▶ [TASK]
The answer should consist solely of the lines from the first one below through the line containing "in RFC 1034/1035.", copied exactly.

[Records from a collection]

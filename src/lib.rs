//! # partial-dot
//!
//! Graphviz DOT rendering of four-valued partial model interpretations.
//!
//! ## Features
//!
//! | Feature | Crate | Description |
//! |---------|-------|-------------|
//! | `semantics` | [`partial-dot-semantics`] | Snapshot types, truth values, JSON ingestion |
//! | `graph`     | [`partial-dot-graph`]     | Visibility policy, node and edge attributes, DOT assembly |
//! | `wasm`      | [`partial-dot-graph`]     | `wasm-bindgen` entry points |
//!
//! `default = ["full"]` enables `semantics` and `graph`.
//!
//! ## Quick Start
//!
//! ```toml
//! [dependencies]
//! partial-dot = "0.1"
//! ```
//!
//! ```rust
//! use partial_dot::{render, SemanticModel, VisibilityPolicy};
//!
//! let snapshot = r#"{
//!     "nodes": [{"name": "a", "kind": "INDIVIDUAL"}, {"name": "b", "kind": "NEW"}],
//!     "relations": [{"name": "r", "arity": 2,
//!                    "detail": {"type": "reference", "containment": true}}],
//!     "partialInterpretation": {
//!         "r": [[0, 1, "TRUE"]],
//!         "builtin::exists": [[0, "TRUE"], [1, "UNKNOWN"]]
//!     }
//! }"#;
//!
//! let model = SemanticModel::from_json(snapshot).unwrap();
//! let source = render(&model, &VisibilityPolicy::default());
//! assert!(source.text().contains("weight=5"));
//! ```
//!
//! [`partial-dot-semantics`]: partial_dot_semantics
//! [`partial-dot-graph`]: partial_dot_graph

#[cfg(feature = "semantics")]
pub use partial_dot_semantics as semantics;

#[cfg(feature = "semantics")]
pub use partial_dot_semantics::{
    ContractViolation, Node, NodeKind, Relation, RelationDetail, SemanticModel, TruthValue, Tuple,
};

#[cfg(feature = "graph")]
pub use partial_dot_graph as graph;

#[cfg(feature = "graph")]
pub use partial_dot_graph::{
    render, render_graph, render_json, DotSource, RenderError, Visibility, VisibilityPolicy,
};
/// Enum representing all possible record types cited in RFC 1034/1035.
/// Not all of them are supported, those ones don't have a counterpart
/// in the [Record] enum.
#[derive(Debug, Clone, Copy, PartialEq, Eq, Hash)]
pub enum RecordType {
    A,
    NS,
    MD, // not supported, obsolete
    MF, // not supported, obsolete
    CNAME,
    SOA,
    MB,   // not supported, experimental
    MG,   // not supported, experimental
    MR,   // not supported, experimental
    NULL, // not supported, experimental
    WKS,
    PTR,
    HINFO,
    MINFO, // not supported, experimental
    MX,
    TXT,
    AAAA,
    AXFR,  // not supported, zone transfers
    MAILB, // not supported, obsolete
    MAILA, // not supported, obsolete
    WC,    // wildcard
    OPT,   // EDNS0 pseudo-record, RFC 6891; not a question type
}

impl RecordType {
    /// Try to generate a [`RecordType`] from its raw number representation.
    pub fn from_num(n: u16) -> Result<RecordType, u16> {
        match n {
            1 => Ok(RecordType::A),
            2 => Ok(RecordType::NS),
            3 => Ok(RecordType::MD),
            4 => Ok(RecordType::MF),
            5 => Ok(RecordType::CNAME),
            6 => Ok(RecordType::SOA),
            7 => Ok(RecordType::MB),
            8 => Ok(RecordType::MG),
            9 => Ok(RecordType::MR),
            10 => Ok(RecordType::NULL),
            11 => Ok(RecordType::WKS),
            12 => Ok(RecordType::PTR),
            13 => Ok(RecordType::HINFO),
            14 => Ok(RecordType::MINFO),
            15 => Ok(RecordType::MX),
            16 => Ok(RecordType::TXT),
            28 => Ok(RecordType::AAAA),
            252 => Ok(RecordType::AXFR),
            253 => Ok(RecordType::MAILB),
            254 => Ok(RecordType::MAILA),
            255 => Ok(RecordType::WC),
            41 => Ok(RecordType::OPT),
            n => Err(n),
        }
    }

    /// Convert a [`RecordType`] to its raw number representation.
    pub fn to_num(&self) -> u16 {
        match self {
            RecordType::A => 1,
            RecordType::NS => 2,
            RecordType::MD => 3,
            RecordType::MF => 4,
            RecordType::CNAME => 5,
            RecordType::SOA => 6,
            RecordType::MB => 7,
            RecordType::MG => 8,
            RecordType::MR => 9,
            RecordType::NULL => 10,
            RecordType::WKS => 11,
            RecordType::PTR => 12,
            RecordType::HINFO => 13,
            RecordType::MINFO => 14,
            RecordType::MX => 15,
            RecordType::TXT => 16,
            RecordType::AAAA => 28,
            RecordType::AXFR => 252,
            RecordType::MAILB => 253,
            RecordType::MAILA => 254,
            RecordType::WC => 255,
            RecordType::OPT => 41,
        }
    }

    /// Try to generate a [`RecordType`] from its raw string representation.
    pub fn from_str(s: &str) -> Result<RecordType, &str> {
        match s {
            "A" => Ok(RecordType::A),
            "NS" => Ok(RecordType::NS),
            "MD" => Ok(RecordType::MD),
            "MF" => Ok(RecordType::MF),
            "CNAME" => Ok(RecordType::CNAME),
            "SOA" => Ok(RecordType::SOA),
            "MB" => Ok(RecordType::MB),
            "MG" => Ok(RecordType::MG),
            "MR" => Ok(RecordType::MR),
            "NULL" => Ok(RecordType::NULL),
            "WKS" => Ok(RecordType::WKS),
            "PTR" => Ok(RecordType::PTR),
            "HINFO" => Ok(RecordType::HINFO),
            "MINFO" => Ok(RecordType::MINFO),
            "MX" => Ok(RecordType::MX),
            "TXT" => Ok(RecordType::TXT),
            "AAAA" => Ok(RecordType::AAAA),
            "AXFR" => Ok(RecordType::AXFR),
            "MAILA" => Ok(RecordType::MAILA),
            "MAILB" => Ok(RecordType::MAILB),
            "*" => Ok(RecordType::WC),
            "OPT" => Ok(RecordType::OPT),
            s => Err(s),
        }
    }

    /// Convert a [`RecordType`] to its raw string representation.
    pub fn to_str(&self) -> &'static str {
        match self {
            RecordType::A => "A",
            RecordType::NS => "NS",
            RecordType::MD => "MD",
            RecordType::MF => "MF",
            RecordType::CNAME => "CNAME",
            RecordType::SOA => "SOA",
            RecordType::MB => "MB",
            RecordType::MG => "MG",
            RecordType::MR => "MR",
            RecordType::NULL => "NULL",
            RecordType::WKS => "WKS",
            RecordType::PTR => "PTR",
            RecordType::HINFO => "HINFO",
            RecordType::MINFO => "MINFO",
            RecordType::MX => "MX",
            RecordType::TXT => "TXT",
            RecordType::AAAA => "AAAA",
            RecordType::AXFR => "AXFR",
            RecordType::MAILB => "MAILB",
            RecordType::MAILA => "MAILA",
            RecordType::WC => "*",
            RecordType::OPT => "OPT",
        }
    }
}

impl RecordType {
    /// Determine if a [`RecordType`] is generally supported in
    /// records (expect for questions, use the specific method).
    pub fn is_supported_for_records(&self) -> bool {
        if self.is_obsolete() || self.is_experimental() {
            return false;
        }
        match self {
            RecordType::AXFR => false,
            RecordType::MAILB => false,
            RecordType::MAILA => false,
            RecordType::WC => false,
            _ => true,
        }
    }

    /// Determine if a [`RecordType`] is supported for questions.
    pub fn is_supported_for_question(&self) -> bool {
        if self.is_obsolete() || self.is_experimental() {
            return false;
        }
        match self {
            RecordType::AXFR => false,
            RecordType::MAILB => false,
            RecordType::MAILA => false,
            RecordType::WC => false,
            RecordType::OPT => false,
            _ => true,
        }
    }

    // Determine if a [`RecordType`] is obsolete as reported by RFCs.
    fn is_obsolete(&self) -> bool {
        match self {
            RecordType::MD => true,
            RecordType::MF => true,
            RecordType::MAILA => true,
            _ => false,
        }
    }

    // Determine if a [`RecordType`] is experimental as reported by RFCs.
    fn is_experimental(&self) -> bool {
        match self {
            RecordType::MB => true,
            RecordType::MG => true,
            RecordType::MR => true,
            RecordType::NULL => true,
            RecordType::MINFO => true,
            _ => false,
        }
    }
}
impl<'a, E: QueryExecutor> Engine<'a, E> {
    pub fn new(
        executor: &'a E,
        cache: &'a NameserverCache,
        server_state: &'a ServerStateStore,
        trace_params: TraceParams,
        with_dot: bool,
    ) -> Self {
        Engine {
            executor,
            cache,
            server_state,
            trace: Trace::new(trace_params),
            dot: with_dot.then(DotTrace::new),
        }
    }

    /// Resolves `(qname, qtype)` starting from the root zone. A
    /// `SelectionExhausted` failure at this top level is not surfaced as an
    /// error: it is reported back as an empty result, per the spec's
    /// propagation policy.
    pub fn resolve(&mut self, qname: &Name, qtype: RecordType) -> Result<ResolveResult, ResolveErr> {
        let root = Name::from_string(".").unwrap();
        match self.resolve_at(qname, qtype, &root, None) {
            Err(ResolveErr::SelectionExhausted) => Ok(ResolveResult::default()),
            other => other,
        }
    }

    fn resolve_at(
        &mut self,
        qname: &Name,
        qtype: RecordType,
        auth: &Name,
        dot_parent: Option<u32>,
    ) -> Result<ResolveResult, ResolveErr> {
        self.trace.t_start(qname, qtype, auth);
        let mut selection = Selection::new(auth.clone(), self.cache, self.server_state);
        let mut result = ResolveResult::default();

        loop {
            let transport = match selection.get_transport() {
                Ok(t) => t,
                Err(SelectionErr::SelectionExhausted) => return Err(ResolveErr::SelectionExhausted),
            };

            if transport.address.is_unspecified() {
                for family_qtype in [RecordType::A, RecordType::AAAA] {
                    match self.resolve(&transport.name, family_qtype) {
                        Ok(sub_result) if !sub_result.res.is_empty() => {
                            for rec in &sub_result.res {
                                self.cache.save(auth, &transport.name, record_address(rec));
                            }
                        }
                        Err(ResolveErr::TooManyQueries) => return Err(ResolveErr::TooManyQueries),
                        _ => {
                            let kind = match family_qtype {
                                RecordType::A => ErrorKind::CantResolveA,
                                _ => ErrorKind::CantResolveAaaa,
                            };
                            selection.on_error(&transport, kind);
                        }
                    }
                }
                continue;
            }

            let dest = transport.address.with_dns_port();
            let dot_id = self.dot.as_mut().map(|d| d.dot_query(dot_parent, &transport.name, qname, qtype));

            let start = Instant::now();
            let outcome = self.executor.query(dest, qname, qtype, transport.timeout_us, transport.tcp);
            let elapsed_us = start.elapsed().as_micros() as u64;

            let message = match outcome {
                Ok(reply) => {
                    selection.on_success(&transport);
                    selection.on_rtt(&transport, elapsed_us);
                    reply.message
                }
                Err(ExecErr::TooManyQueries) => return Err(ResolveErr::TooManyQueries),
                Err(ExecErr::Timeout) => {
                    // No on_rtt here: the elapsed time is the executor's own
                    // wall-clock wait, not a real round-trip sample, and
                    // feeding it to the EWMA would undo packet_lost's backoff.
                    selection.on_timeout(&transport);
                    self.trace.t_ns_err(ErrorKind::Timeout);
                    continue;
                }
                Err(ExecErr::Socket(_)) => {
                    selection.on_error(&transport, ErrorKind::Socket);
                    self.trace.t_ns_err(ErrorKind::Socket);
                    continue;
                }
                Err(ExecErr::Truncated) => {
                    selection.on_error(&transport, ErrorKind::Truncated);
                    self.trace.t_ns_err(ErrorKind::Truncated);
                    continue;
                }
                Err(ExecErr::FormError) => {
                    selection.on_error(&transport, ErrorKind::FormError);
                    self.trace.t_ns_err(ErrorKind::FormError);
                    continue;
                }
                Err(ExecErr::InvalidAnswer(_)) => {
                    selection.on_error(&transport, ErrorKind::InvalidAnswer);
                    self.trace.t_ns_err(ErrorKind::InvalidAnswer);
                    continue;
                }
            };

            self.trace.t_raw_resp(&message);
            self.trace.t_ns_resp(&message);

            let question_matches = message
                .questions
                .first()
                .map(|q| q.node == *qname && q.record_type == qtype)
                .unwrap_or(false);
            if !question_matches {
                continue;
            }

            let has_cname_for_qname = message
                .answers
                .iter()
                .any(|r| r.record_type() == RecordType::CNAME && r.node() == qname);

            match message.header.resp_code {
                RespCode::NxDomain if !has_cname_for_qname => return Err(ResolveErr::NxDomain),
                RespCode::NoError | RespCode::NxDomain => {}
                _ => continue,
            }

            let mut message = message;
            if message.header.auth_answer {
                let matched = extract_records(&mut message.answers, qtype, qname);
                result.res.extend(matched);
                if let Some(dot_id) = dot_id {
                    if let Some(dot) = self.dot.as_mut() {
                        if !result.res.is_empty() {
                            dot.dot_answer(dot_id, &result.res);
                        }
                    }
                }

                if let Some(cname_rec) = extract_record(&mut message.answers, RecordType::CNAME, qname) {
                    let target = cname_rec.cname_data().clone();
                    result.intermediate.push(cname_rec);
                    if let Some(dot_id) = dot_id {
                        if let Some(dot) = self.dot.as_mut() {
                            dot.dot_cname(dot_id, &target);
                        }
                    }

                    if target.is_in_zone(auth) {
                        let in_message = extract_records(&mut message.answers, qtype, &target);
                        if !in_message.is_empty() {
                            result.res.extend(in_message);
                            return Ok(result);
                        }
                    }

                    let sub = self.resolve(&target, qtype)?;
                    result.res = sub.res;
                    result.intermediate.extend(sub.intermediate);
                    return Ok(result);
                }
            } else {
                let mut new_auth: Option<Name> = None;
                let mut ns_names: HashSet<Name> = HashSet::new();

                for ns_rec in message.authorities.iter().filter(|r| r.record_type() == RecordType::NS) {
                    let zone = ns_rec.node().clone();
                    if qname.is_in_zone(&zone) {
                        let ns_name = ns_rec.ns_data().clone();
                        self.cache.save(&zone, &ns_name, Address::unspecified());
                        ns_names.insert(ns_name);
                        new_auth = Some(zone);
                    }
                }

                if let Some(new_auth) = &new_auth {
                    for glue in message
                        .additionals
                        .iter()
                        .filter(|r| matches!(r.record_type(), RecordType::A | RecordType::AAAA))
                    {
                        if ns_names.contains(glue.node()) && glue.node().is_in_zone(auth) {
                            self.cache.save(new_auth, glue.node(), record_address(glue));
                        }
                    }
                    if let Some(dot_id) = dot_id {
                        if let Some(dot) = self.dot.as_mut() {
                            dot.dot_delegation(dot_id, new_auth);
                        }
                    }
                }

                if !result.res.is_empty() {
                    return Ok(result);
                }
                if let Some(new_auth) = new_auth {
                    match self.resolve_at(qname, qtype, &new_auth, dot_id) {
                        Ok(sub) if !sub.res.is_empty() => return Ok(sub),
                        Err(ResolveErr::TooManyQueries) => return Err(ResolveErr::TooManyQueries),
                        _ => continue,
                    }
                }
                continue;
            }

            if !result.res.is_empty() {
                return Ok(result);
            }
            if message.header.auth_answer {
                return Err(ResolveErr::NoData);
            }
        }
    }
}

▶ [EXERCISE ANSWER]
filename src/lib.rs
//! # partial-dot
//!
//! Graphviz DOT rendering of four-valued partial model interpretations.
//!
//! ## Features
//!
//! | Feature | Crate | Description |
//! |---------|-------|-------------|
//! | `semantics` | [`partial-dot-semantics`] | Snapshot types, truth values, JSON ingestion |
//! | `graph`     | [`partial-dot-graph`]     | Visibility policy, node and edge attributes, DOT assembly |
//! | `wasm`      | [`partial-dot-graph`]     | `wasm-bindgen` entry points |
//!
//! `default = ["full"]` enables `semantics` and `graph`.
//!
//! ## Quick Start
//!
//! ```toml
//! [dependencies]
//! partial-dot = "0.1"
//! ```
//!
//! ```rust
//! use partial_dot::{render, SemanticModel, VisibilityPolicy};
//!
//! let snapshot = r#"{
//!     "nodes": [{"name": "a", "kind": "INDIVIDUAL"}, {"name": "b", "kind": "NEW"}],
//!     "relations": [{"name": "r", "arity": 2,
//!                    "detail": {"type": "reference", "containment": true}}],
//!     "partialInterpretation": {
//!         "r": [[0, 1, "TRUE"]],
//!         "builtin::exists": [[0, "TRUE"], [1, "UNKNOWN"]]
//!     }
//! }"#;
//!
//! let model = SemanticModel::from_json(snapshot).unwrap();
//! let source = render(&model, &VisibilityPolicy::default());
//! assert!(source.text().contains("weight=5"));
//! ```
//!
//! [`partial-dot-semantics`]: partial_dot_semantics
//! [`partial-dot-graph`]: partial_dot_graph

#[cfg(feature = "semantics")]
pub use partial_dot_semantics as semantics;

#[cfg(feature = "semantics")]
pub use partial_dot_semantics::{
    ContractViolation, Node, NodeKind, Relation, RelationDetail, SemanticModel, TruthValue, Tuple,
};

#[cfg(feature = "graph")]
pub use partial_dot_graph as graph;

#[cfg(feature = "graph")]
pub use partial_dot_graph::{
    render, render_graph, render_json, DotSource, RenderError, Visibility, VisibilityPolicy,
};
/// Enum representing all possible record types cited in RFC 1034/1035.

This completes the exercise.